Head Angle and Elevation in Classroom Environments: Implications for Amplification

Ricketts, Todd Andrew; Galster, Jason
April 2008
Journal of Speech, Language & Hearing Research;Apr2008, Vol. 51 Issue 2, p516
Academic Journal
Purpose: The purpose of this study was to examine children's head orientation relative to the arrival angle of competing signals and the sound source of interest in actual school settings. These data were gathered to provide information relative to the potential for directional benefit. Method: Forty children, 4-17 years of age, with and without hearing loss, completed the study. Deviation in head angle and elevation relative to the direction of sound sources of interest were measured in 40 school environments.
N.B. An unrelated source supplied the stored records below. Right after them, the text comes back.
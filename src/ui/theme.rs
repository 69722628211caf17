use crate::game::GameState;
use ratatui::style::{Color, Modifier, Style};

pub struct Theme;

impl Theme {
    pub const TABLE_BG: Color = Color::Yellow;
    pub const CARD_EDGE: Color = Color::Black;
    pub const CARD_BACK: Color = Color::Red;
    pub const CARD_FRONT: Color = Color::Magenta;
    pub const ACCENT: Color = Color::Cyan;

    pub fn border() -> Style {
        Style::default().fg(Color::DarkGray)
    }

    pub fn title() -> Style {
        Style::default().fg(Color::White).add_modifier(Modifier::BOLD)
    }

    pub fn timestamp() -> Style {
        Style::default().fg(Color::DarkGray)
    }

    pub fn state_message() -> Style {
        Style::default().fg(Color::Cyan)
    }

    pub fn card_message() -> Style {
        Style::default().fg(Color::Magenta)
    }

    pub fn system_message() -> Style {
        Style::default().fg(Color::Yellow)
    }

    pub fn card_label() -> Style {
        Style::default()
            .fg(Color::White)
            .bg(Color::Black)
            .add_modifier(Modifier::BOLD)
    }

    pub fn button_enabled() -> Style {
        Style::default().fg(Color::Blue).add_modifier(Modifier::BOLD)
    }

    pub fn button_disabled() -> Style {
        Style::default().fg(Color::DarkGray)
    }

    pub fn button_border(enabled: bool) -> Style {
        if enabled {
            Style::default().fg(Self::ACCENT)
        } else {
            Self::border()
        }
    }

    pub fn status_bar() -> Style {
        Style::default().fg(Color::White).bg(Color::DarkGray)
    }

    pub fn state_badge(state: GameState) -> Style {
        let fg = match state {
            GameState::Initial => Color::Gray,
            GameState::Unfolded => Color::Green,
            GameState::Selected => Color::Yellow,
            GameState::Revealed => Color::Magenta,
        };
        Style::default()
            .fg(fg)
            .bg(Color::DarkGray)
            .add_modifier(Modifier::BOLD)
    }
}
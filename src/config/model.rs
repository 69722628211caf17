//! Configuration data model.
//!
//! All structs derive `Serialize`/`Deserialize` for TOML. Every field has a
//! sensible default so the game runs without a config file.

use serde::{Deserialize, Serialize};

/// Root application configuration.
#[derive(Debug, Clone, Default, PartialEq, Serialize, Deserialize)]
pub struct AppConfig {
    #[serde(default)]
    pub ui: UiConfig,
    #[serde(default)]
    pub animation: AnimationConfig,
    #[serde(default)]
    pub logging: LoggingConfig,
}

/// UI appearance and refresh settings.
#[derive(Debug, Clone, PartialEq, Serialize, Deserialize)]
pub struct UiConfig {
    #[serde(default = "default_timestamp_format")]
    pub timestamp_format: String,
    #[serde(default = "default_max_log_entries")]
    pub max_log_entries: usize,
    #[serde(default = "default_true")]
    pub show_event_log: bool,
    /// Redraw rate while cards are moving.
    #[serde(default = "default_fps")]
    pub fps: u32,
}

impl Default for UiConfig {
    fn default() -> Self {
        Self {
            timestamp_format: default_timestamp_format(),
            max_log_entries: default_max_log_entries(),
            show_event_log: true,
            fps: default_fps(),
        }
    }
}

impl UiConfig {
    /// Interval between redraw ticks; fps is clamped to 1..=120.
    pub fn tick_interval(&self) -> std::time::Duration {
        std::time::Duration::from_millis(1000 / u64::from(self.fps.clamp(1, 120)))
    }
}

/// Animation pacing.
#[derive(Debug, Clone, PartialEq, Serialize, Deserialize)]
pub struct AnimationConfig {
    /// Multiplier applied to every duration and delay. 2.0 plays at half
    /// speed.
    #[serde(default = "default_time_scale")]
    pub time_scale: f64,
}

impl Default for AnimationConfig {
    fn default() -> Self {
        Self {
            time_scale: default_time_scale(),
        }
    }
}

const MIN_TIME_SCALE: f64 = 0.01;
const MAX_TIME_SCALE: f64 = 100.0;

impl AnimationConfig {
    /// The configured scale clamped to `0.01..=100`, or 1.0 if it is not a
    /// positive finite number.
    pub fn effective_time_scale(&self) -> f64 {
        if self.time_scale.is_finite() && self.time_scale > 0.0 {
            self.time_scale.clamp(MIN_TIME_SCALE, MAX_TIME_SCALE)
        } else {
            default_time_scale()
        }
    }
}

/// Diagnostic log file settings.
#[derive(Debug, Clone, PartialEq, Serialize, Deserialize)]
pub struct LoggingConfig {
    #[serde(default)]
    pub enabled: bool,
    #[serde(default = "default_log_dir")]
    pub log_dir: String,
    /// `EnvFilter` directive used when `RUST_LOG` is unset.
    #[serde(default = "default_level")]
    pub level: String,
}

impl Default for LoggingConfig {
    fn default() -> Self {
        Self {
            enabled: false,
            log_dir: default_log_dir(),
            level: default_level(),
        }
    }
}

fn default_true() -> bool {
    true
}
fn default_timestamp_format() -> String {
    "%H:%M:%S".to_string()
}
fn default_max_log_entries() -> usize {
    200
}
fn default_fps() -> u32 {
    30
}
fn default_time_scale() -> f64 {
    1.0
}
fn default_log_dir() -> String {
    "~/.local/share/cardfan/logs".to_string()
}
fn default_level() -> String {
    "info".to_string()
}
Measurements were made on the basis of physical data and videotapes from 3 cameras placed within each classroom. Results: The results revealed similarly accurate head orientation across children with and without hearing loss when focusing on the 33% proportion of time in which children were most accurate. Orientation accuracy was not affected by age. The data also revealed that children with hearing loss were significantly more likely to orient toward brief utterances made by secondary talkers than were children with normal hearing. Conclusions: These data are consistent with the hypothesized association between hearing loss and increased visual monitoring. In addition, these results suggest that age does not limit the potential for signal-to-noise improvements from directivity-based interventions in noisy environments.